Al otro lado de la línea se escuchó un suspiro.
- He conocido a muchos arturos. Pero acabo de recordar algo importante.
- ¿Sí?
- Uno de ellos, seguro, era un perfecto gilipollas.

La señal de conexión cortada se burló de él. Paradójicamente, se sintió bien. Había aceptado su destino. Ahora sí recordaba algo, y ese algo era la razón de que hubiese cogido su agenda. Tenía que llamar a un teléfono, una anotación reciente, un motivo reciente, una reciente realidad. Lo demás era accesorio. Así que marcó, por fin, sabiendo adónde llamaba y para qué.
- Consulta del Doctor Galindo.
- Soy Don Arturo.
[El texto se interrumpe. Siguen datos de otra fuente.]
//! Decoding uploaded bytes and encoding results back to PNG or JPEG.

use std::io::Cursor;

use image::codecs::jpeg::JpegEncoder;
use image::{DynamicImage, ImageFormat};
use tracing::debug;

use crate::error::ProcessError;

/// JPEG quality used for re-encoding.
pub const JPEG_QUALITY: u8 = 75;

/// Output encoding, chosen from the uploaded filename.
#[derive(Debug, Clone, Copy, PartialEq, Eq)]
pub enum OutputFormat {
    Png,
    Jpeg,
}

impl OutputFormat {
    /// PNG when the filename ends in `.png` (any case), JPEG otherwise.
    ///
    /// Only the name is consulted, never the decoded pixel data, so a
    /// transparent PNG uploaded under another extension comes back as JPEG.
    pub fn from_filename(filename: &str) -> Self {
        if filename.to_lowercase().ends_with(".png") {
            Self::Png
        } else {
            Self::Jpeg
        }
    }

    pub fn mime_type(self) -> &'static str {
        match self {
            Self::Png => "image/png",
            Self::Jpeg => "image/jpeg",
        }
    }

    fn name(self) -> &'static str {
        match self {
            Self::Png => "PNG",
            Self::Jpeg => "JPEG",
        }
    }
}

/// Encoded output bytes together with the format they were written in.
#[derive(Debug, Clone)]
pub struct EncodedImage {
    pub bytes: Vec<u8>,
    pub format: OutputFormat,
}

impl EncodedImage {
    pub fn mime_type(&self) -> &'static str {
        self.format.mime_type()
    }
}

/// Decode raw upload bytes, sniffing the container format from the content.
pub fn decode(bytes: &[u8]) -> Result<DynamicImage, ProcessError> {
    let img = image::load_from_memory(bytes).map_err(ProcessError::Decode)?;
    debug!(w = img.width(), h = img.height(), color = ?img.color(), "Decoded image");
    Ok(img)
}

/// Encode an image in the requested format.
pub fn encode(img: &DynamicImage, format: OutputFormat) -> Result<EncodedImage, ProcessError> {
    let mut bytes = Vec::new();
    let result = match format {
        OutputFormat::Png => {
            png_compatible(img).write_to(&mut Cursor::new(&mut bytes), ImageFormat::Png)
        }
        OutputFormat::Jpeg => {
            // JPEG has no alpha channel
            let rgb = img.to_rgb8();
            JpegEncoder::new_with_quality(&mut bytes, JPEG_QUALITY).encode_image(&rgb)
        }
    };
    result.map_err(|source| ProcessError::Encode {
        format: format.name(),
        source,
    })?;

    debug!(len = bytes.len(), format = format.name(), "Encoded image");
    Ok(EncodedImage { bytes, format })
}

/// The PNG encoder only takes 8/16-bit integer samples.
fn png_compatible(img: &DynamicImage) -> std::borrow::Cow<'_, DynamicImage> {
    match img {
        DynamicImage::ImageRgb32F(_) | DynamicImage::ImageRgba32F(_) => {
            std::borrow::Cow::Owned(DynamicImage::ImageRgba8(img.to_rgba8()))
        }
        _ => std::borrow::Cow::Borrowed(img),
    }
}
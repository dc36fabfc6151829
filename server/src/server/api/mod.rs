//! REST API handlers and the shared error response.

pub mod form;
pub mod images;

use axum::Json;
use axum::http::StatusCode;
use axum::response::{IntoResponse, Response};
use serde::Serialize;

/// Prefix for failures on `POST /upload`.
pub const UPLOAD_CONTEXT: &str = "Error uploading image";
/// Prefix for failures on `POST /crop`.
pub const PROCESS_CONTEXT: &str = "Error processing image";

/// JSON body of every error response.
#[derive(Debug, Serialize)]
pub struct ErrorBody {
    pub detail: String,
}

/// The only error surfaced to clients. Always rendered as HTTP 400.
#[derive(Debug, thiserror::Error)]
pub enum ApiError {
    #[error("{context}: {message}")]
    Client {
        context: &'static str,
        message: String,
    },
}

impl ApiError {
    pub fn client(context: &'static str, err: impl std::fmt::Display) -> Self {
        Self::Client {
            context,
            message: err.to_string(),
        }
    }
}

impl IntoResponse for ApiError {
    fn into_response(self) -> Response {
        let detail = self.to_string();
        tracing::warn!(%detail, "Rejecting request");
        (StatusCode::BAD_REQUEST, Json(ErrorBody { detail })).into_response()
    }
}

#[cfg(test)]
mod tests {
    use super::*;

    #[test]
    fn client_error_formats_detail() {
        let err = ApiError::client(PROCESS_CONTEXT, "bad things");
        assert_eq!(err.to_string(), "Error processing image: bad things");
    }

    #[test]
    fn client_error_is_bad_request() {
        let resp = ApiError::client(UPLOAD_CONTEXT, "nope").into_response();
        assert_eq!(resp.status(), StatusCode::BAD_REQUEST);
    }
}
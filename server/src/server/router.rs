use axum::{
    Router,
    extract::DefaultBodyLimit,
    routing::{get, post},
};
use tower_http::cors::CorsLayer;

use super::api;
use crate::config::AppConfig;

/// Create the axum router with all routes.
pub fn create_router(config: &AppConfig) -> Router {
    Router::new()
        .route("/status", get(status_handler))
        .merge(build_upload_routes(config.max_upload_bytes))
        // Any origin with credentials: mirrors the caller's origin and headers
        .layer(CorsLayer::very_permissive())
}

fn build_upload_routes(max_bytes: usize) -> Router {
    Router::new()
        .route("/upload", post(api::images::upload_image))
        .route("/crop", post(api::images::crop_image))
        .layer(DefaultBodyLimit::max(max_bytes))
}

async fn status_handler() -> axum::Json<serde_json::Value> {
    axum::Json(serde_json::json!({
        "status": "ok",
        "version": env!("CARGO_PKG_VERSION"),
    }))
}
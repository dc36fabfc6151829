//! Allocation budget for images produced by the transforms.
//!
//! Decoding is already capped by `image`'s default limits; zoom and padded
//! crop take their output size from the request, so they check it here
//! before allocating.

use image::ColorType;

use crate::error::ProcessError;

/// Fallback when `image` reports no allocation limit.
const FALLBACK_MAX_ALLOC: u64 = 512 * 1024 * 1024;

/// Largest pixel buffer, in bytes, a transform may allocate.
///
/// Matches the decoder's default `max_alloc` so an output can never be
/// bigger than an image the service would accept as input.
pub fn max_alloc_bytes() -> u64 {
    image::Limits::default()
        .max_alloc
        .unwrap_or(FALLBACK_MAX_ALLOC)
}

/// Check that a `width x height` buffer of `color` fits the budget.
pub fn check_output_size(width: u64, height: u64, color: ColorType) -> Result<(), ProcessError> {
    let limit = max_alloc_bytes();
    let bytes = width
        .checked_mul(height)
        .and_then(|px| px.checked_mul(u64::from(color.bytes_per_pixel())))
        .unwrap_or(u64::MAX);

    if bytes > limit {
        return Err(ProcessError::TooLarge {
            width,
            height,
            bytes,
            limit,
        });
    }
    Ok(())
}
//! Image transforms behind the crop service.
//!
//! Provides decoding, counter-clockwise rotation with canvas expansion,
//! Lanczos3 zoom, padded cropping, and PNG/JPEG re-encoding, plus the fixed
//! pipeline that chains them.

pub mod codec;
pub mod crop;
pub mod error;
pub mod limits;
pub mod pipeline;
pub mod resize;
pub mod rotate;

// Re-exports for convenience
pub use codec::{EncodedImage, OutputFormat, decode, encode};
pub use crop::{CropBox, crop};
pub use error::ProcessError;
pub use limits::max_alloc_bytes;
pub use pipeline::{CropParams, process, transform};
pub use resize::zoom;
pub use rotate::rotate_expand;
Estuve hace tres días. Necesito una cita.
- Ah, ya? - la voz de la enfermera redujo su tono hasta convertirse en un susurro - Disponemos ya de los resultados de los análisis.
Fue la voz, el cambio de tono. Lo entendió todo, lo comprendió todo, lo supo todo. Por sobrar, le sobraba incluso la cita con el médico.
- No se entristezca. Le parecerá terrible lo que dicen esos análisis, pero, créame, en unos pocos días lo habrá olvidado.

Colgó y cerró su agenda. Caminó hacia la cocina y, una vez allí, la depositó en una bolsa, junto al resto de los desechos del día.